Budaya

Setahun Kepergian "Mang Djohan"

coba

15.04.2011 01:30:51 WIB

Oleh Taufik Wijaya

HARI ini setahun yang lalu, masyarakat Sumatra Selatan, khususnya Palembang, ditinggalkan putra terbaiknya yakni budayawan HRM Djohan Hanafiah. Dia meninggal dunia di RSCM Jakarta, Kamis (15/04/2010) dini hari sekitar pukul 01.15 karena sakit jantung koroner, setelah sempat dirawat selama 12 hari.

Djohan Hanafiah kelahiran Palembang 5 Juni 1939 meninggalkan seorang putra dan tiga putri. Istrinya, Hj Nafisah, meninggal tahun 2008 lalu. Ayahnya, HM Ali Amin SH (95) mantan Gubernur Sumsel dan Bengkulu.

Sebelum dirawat di Jakarta, almarhum sempat diopname di RSMH Palembang selama 15 hari karena mengalami sesak napas dan dokter merujuknya ke RSCM Jakarta. Sempat dioperasi, tapi mengalami pendarahan.

Djohan Hanafiah sering disebut sebagai "bapak penggali sejarah dan budaya Palembang", sebab dialah sosok yang banyak menulis artikel, buku, serta menjadi narasumber mengenai sejarah dan budaya Palembang.

Salah satu teori Djohan Hanafiah yang sudah diterima di kalangan akademisi yakni soal “Palembang buntung”. Tenryata ujaran “Palembang buntung” itu menunjukkan akar budaya Palembang yang arti negatifnya buntung atau tidak selesai, merupakan perwujudan dari perpaduan dua kebudayaan yakni Melayu dan Jawa.

Djohan dilahirkan di Palembang pada 5 Juni 1939 dari pasangan Raden Muhammad Ali Amin dan Raden Ayu Ning Fatimah.

Pada tahun 2004 lalu, Djohan menerima penghargaan Satya Lencana Kebudayaan dari Presiden Megawati Soekarnoputri.

Dalam pertemuan terakhir dengan saya, akhir Maret 2010, di rumahnya di Jalan Cipto Palembang, saat sakit jantung menyerangnya, Djohan menegaskan soal rencana kami sebelumnya yakni membuat Institute Djohan Hanafiah.
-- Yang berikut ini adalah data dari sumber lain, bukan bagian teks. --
// crates/scl-ied/src/edit.rs
//! Edit operations emitted towards the host document.

use crate::types::ElementId;
use alloc::string::String;
use alloc::vec::Vec;

/// A single structural edit of the instance tree.
#[derive(Debug, Clone, PartialEq, Eq)]
#[cfg_attr(feature = "serde", derive(serde::Serialize))]
pub enum EditOp {
    /// Inserts a detached `node` below `parent`, before `reference` or at the end.
    Insert {
        parent: ElementId,
        node: ElementId,
        reference: Option<ElementId>,
    },
    /// Replaces the text content of `element`.
    SetText { element: ElementId, text: String },
    /// Detaches `node` and its subtree.
    Remove { node: ElementId },
}

/// The ordered operations of one user action.
#[derive(Debug, Clone, Default, PartialEq, Eq)]
#[cfg_attr(feature = "serde", derive(serde::Serialize))]
pub struct EditBatch {
    ops: Vec<EditOp>,
}

impl EditBatch {
    pub fn new() -> Self {
        Self { ops: Vec::new() }
    }

    pub fn push(&mut self, op: EditOp) {
        self.ops.push(op);
    }

    pub fn len(&self) -> usize {
        self.ops.len()
    }

    pub fn is_empty(&self) -> bool {
        self.ops.is_empty()
    }

    pub fn ops(&self) -> &[EditOp] {
        &self.ops
    }

    pub fn iter(&self) -> core::slice::Iter<'_, EditOp> {
        self.ops.iter()
    }

    pub fn into_ops(self) -> Vec<EditOp> {
        self.ops
    }
}

impl From<Vec<EditOp>> for EditBatch {
    fn from(ops: Vec<EditOp>) -> Self {
        Self { ops }
    }
}

impl Extend<EditOp> for EditBatch {
    fn extend<T: IntoIterator<Item = EditOp>>(&mut self, iter: T) {
        self.ops.extend(iter);
    }
}

impl<'a> IntoIterator for &'a EditBatch {
    type Item = &'a EditOp;
    type IntoIter = core::slice::Iter<'a, EditOp>;

    fn into_iter(self) -> Self::IntoIter {
        self.ops.iter()
    }
}
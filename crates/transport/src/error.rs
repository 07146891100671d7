use ferry_common::EntityId;

/// Contract violations reported by boarding operations.
///
/// None of these leave the registry partially updated: an operation that
/// returns an error has changed nothing.
#[derive(Debug, Clone, PartialEq, Eq, thiserror::Error)]
pub enum TransportError {
    #[error("passenger {passenger} is already boarded on transport {transport}")]
    AlreadyBoarded {
        passenger: EntityId,
        transport: EntityId,
    },
    #[error("passenger {0} is not boarded on any transport")]
    NotBoarded(EntityId),
    #[error("transport {0} is not registered")]
    UnknownTransport(EntityId),
    #[error("entity {0} is already registered as a transport")]
    TransportExists(EntityId),
    #[error("transport {0} cannot board itself")]
    SelfBoarding(EntityId),
    #[error("transport {passenger} already carries transport {transport}")]
    BoardingCycle {
        passenger: EntityId,
        transport: EntityId,
    },
}
use ferry_common::{EntityId, Pose};

/// A passenger's membership on a transport.
///
/// Owned by the transport's passenger map. `transport` is only an identity:
/// resolving it goes through [`TransportRegistry`](crate::TransportRegistry),
/// so a record can never keep a removed transport alive.
#[derive(Debug, Clone, PartialEq)]
pub struct PassengerRecord {
    passenger: EntityId,
    transport: EntityId,
    local: Pose,
}

impl PassengerRecord {
    pub(crate) fn new(passenger: EntityId, transport: EntityId, local: Pose) -> Self {
        Self {
            passenger,
            transport,
            local,
        }
    }

    /// Replace the stored local pose. The world pose follows on the next
    /// recompute pass.
    pub fn set_local_position(&mut self, local: Pose) {
        self.local = local;
    }

    pub fn passenger(&self) -> EntityId {
        self.passenger
    }

    /// Identity of the transport this passenger is on.
    pub fn transport_id(&self) -> EntityId {
        self.transport
    }

    pub fn local_pose(&self) -> Pose {
        self.local
    }

    pub fn local_x(&self) -> f32 {
        self.local.x()
    }

    pub fn local_y(&self) -> f32 {
        self.local.y()
    }

    pub fn local_z(&self) -> f32 {
        self.local.z()
    }

    pub fn local_orientation(&self) -> f32 {
        self.local.o()
    }
}

#[cfg(test)]
mod tests {
    use super::*;

    #[test]
    fn set_local_position_only_touches_local_pose() {
        let passenger = EntityId::new();
        let transport = EntityId::new();
        let mut record = PassengerRecord::new(passenger, transport, Pose::new(1.0, 2.0, 3.0, 0.5));

        record.set_local_position(Pose::new(-4.0, 0.0, 1.0, 6.0));

        assert_eq!(record.passenger(), passenger);
        assert_eq!(record.transport_id(), transport);
        assert_eq!(
            (record.local_x(), record.local_y(), record.local_z()),
            (-4.0, 0.0, 1.0)
        );
        assert_eq!(record.local_orientation(), 6.0);
    }
}
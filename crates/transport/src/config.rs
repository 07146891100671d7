use serde::{Deserialize, Serialize};
use std::path::Path;
use std::time::Duration;

/// Errors from loading a [`TransportConfig`].
#[derive(Debug, thiserror::Error)]
pub enum ConfigError {
    #[error("IO error: {0}")]
    Io(#[from] std::io::Error),
    #[error("JSON error: {0}")]
    Json(#[from] serde_json::Error),
    #[error("invalid transport config: {0}")]
    Invalid(String),
}

/// Tuning for passenger world-position recomputation.
///
/// `position_update_interval_ms` bounds how often every passenger's world pose
/// is rederived from its local pose. Between passes a passenger's world pose
/// may trail the transport's motion by up to one interval.
#[derive(Debug, Clone, PartialEq, Serialize, Deserialize)]
#[serde(default)]
pub struct TransportConfig {
    /// Milliseconds of accumulated tick time between recompute passes.
    pub position_update_interval_ms: u64,
    /// Orientation change (radians) below which cached sin/cos are reused.
    pub orientation_epsilon: f32,
}

impl Default for TransportConfig {
    fn default() -> Self {
        Self {
            position_update_interval_ms: 500,
            orientation_epsilon: 1.0e-4,
        }
    }
}

impl TransportConfig {
    pub fn position_update_interval(&self) -> Duration {
        Duration::from_millis(self.position_update_interval_ms)
    }

    /// Parse and validate a config from JSON. Missing fields take defaults.
    pub fn from_json_str(json: &str) -> Result<Self, ConfigError> {
        let config: Self = serde_json::from_str(json)?;
        config.validate()?;
        Ok(config)
    }

    /// Read, parse and validate a JSON config file.
    pub fn from_json_file(path: impl AsRef<Path>) -> Result<Self, ConfigError> {
        let text = std::fs::read_to_string(path)?;
        Self::from_json_str(&text)
    }

    pub fn validate(&self) -> Result<(), ConfigError> {
        if self.position_update_interval_ms == 0 {
            return Err(ConfigError::Invalid(
                "position_update_interval_ms must be greater than zero".into(),
            ));
        }
        if !self.orientation_epsilon.is_finite() || self.orientation_epsilon < 0.0 {
            return Err(ConfigError::Invalid(format!(
                "orientation_epsilon must be finite and non-negative, got {}",
                self.orientation_epsilon
            )));
        }
        Ok(())
    }
}

#[cfg(test)]
mod tests {
    use super::*;

    #[test]
    fn transport_config_defaults() {
        let config = TransportConfig::default();
        assert_eq!(config.position_update_interval_ms, 500);
        assert_eq!(config.position_update_interval(), Duration::from_millis(500));
        assert!(config.validate().is_ok());
    }

    #[test]
    fn partial_json_fills_defaults() {
        let config = TransportConfig::from_json_str(r#"{ "position_update_interval_ms": 100 }"#)
            .unwrap();
        assert_eq!(config.position_update_interval_ms, 100);
        assert_eq!(
            config.orientation_epsilon,
            TransportConfig::default().orientation_epsilon
        );
    }

    #[test]
    fn zero_interval_is_rejected() {
        let err = TransportConfig::from_json_str(r#"{ "position_update_interval_ms": 0 }"#)
            .unwrap_err();
        assert!(matches!(err, ConfigError::Invalid(_)));
    }

    #[test]
    fn negative_epsilon_is_rejected() {
        let config = TransportConfig {
            orientation_epsilon: -1.0,
            ..TransportConfig::default()
        };
        assert!(config.validate().is_err());
    }

    #[test]
    fn malformed_json_is_reported() {
        let err = TransportConfig::from_json_str("{ not json").unwrap_err();
        assert!(matches!(err, ConfigError::Json(_)));
    }

    #[test]
    fn missing_file_is_io_error() {
        let err = TransportConfig::from_json_file("/nonexistent/ferry/transport.json").unwrap_err();
        assert!(matches!(err, ConfigError::Io(_)));
    }
}
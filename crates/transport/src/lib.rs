//! Transports: moving entities that carry passengers.
//!
//! A passenger's pose is stored relative to its transport. Each world tick
//! the transport's own pose is read from the world, and on a throttled timer
//! every passenger's world pose is rederived and pushed back to the world.
//!
//! # Invariants
//! - A passenger is boarded on at most one transport.
//! - Membership entries never outlive their transport: removing a transport
//!   unboards all of its passengers first.
//! - Cached sin/cos are refreshed inside [`TransportBase::set_pose`], before
//!   any conversion can observe the new orientation.
//! - Unboarding a passenger that is not boarded is a no-op.

mod config;
mod error;
pub mod geometry;
mod passenger;
mod poses;
mod registry;
mod transport;

pub use config::{ConfigError, TransportConfig};
pub use error::TransportError;
pub use geometry::RotationFrame;
pub use passenger::PassengerRecord;
pub use poses::EntityPoses;
pub use registry::{TransportEvent, TransportRegistry, UnboardReason};
pub use transport::{TransportBase, TransportStats};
Institute ini berupa perpustakaan atau pusat data mengenai semua pemikiran dan karya Djohan Hanafiah.

“Kalau tidak ada tempat, rumah ini dapat dijadikan kantornya,” kata Djohan.

Selain soal lembaga tersebut, Djohan Hanafiah, saya dan beberapa teman dari Balai Arkeologi Palembang seperti Nurhadi Rangkuti, Retno Poerwati, Erwan Suryanegara, Rahman Zeth, serta lainnya tengah mempersiapkan lembaga Srivijaya Society. Organisasi ini menjadi pusat informasi dan pendidikan mengenai sejarah dan budaya Sriwijaya (Srivijaya).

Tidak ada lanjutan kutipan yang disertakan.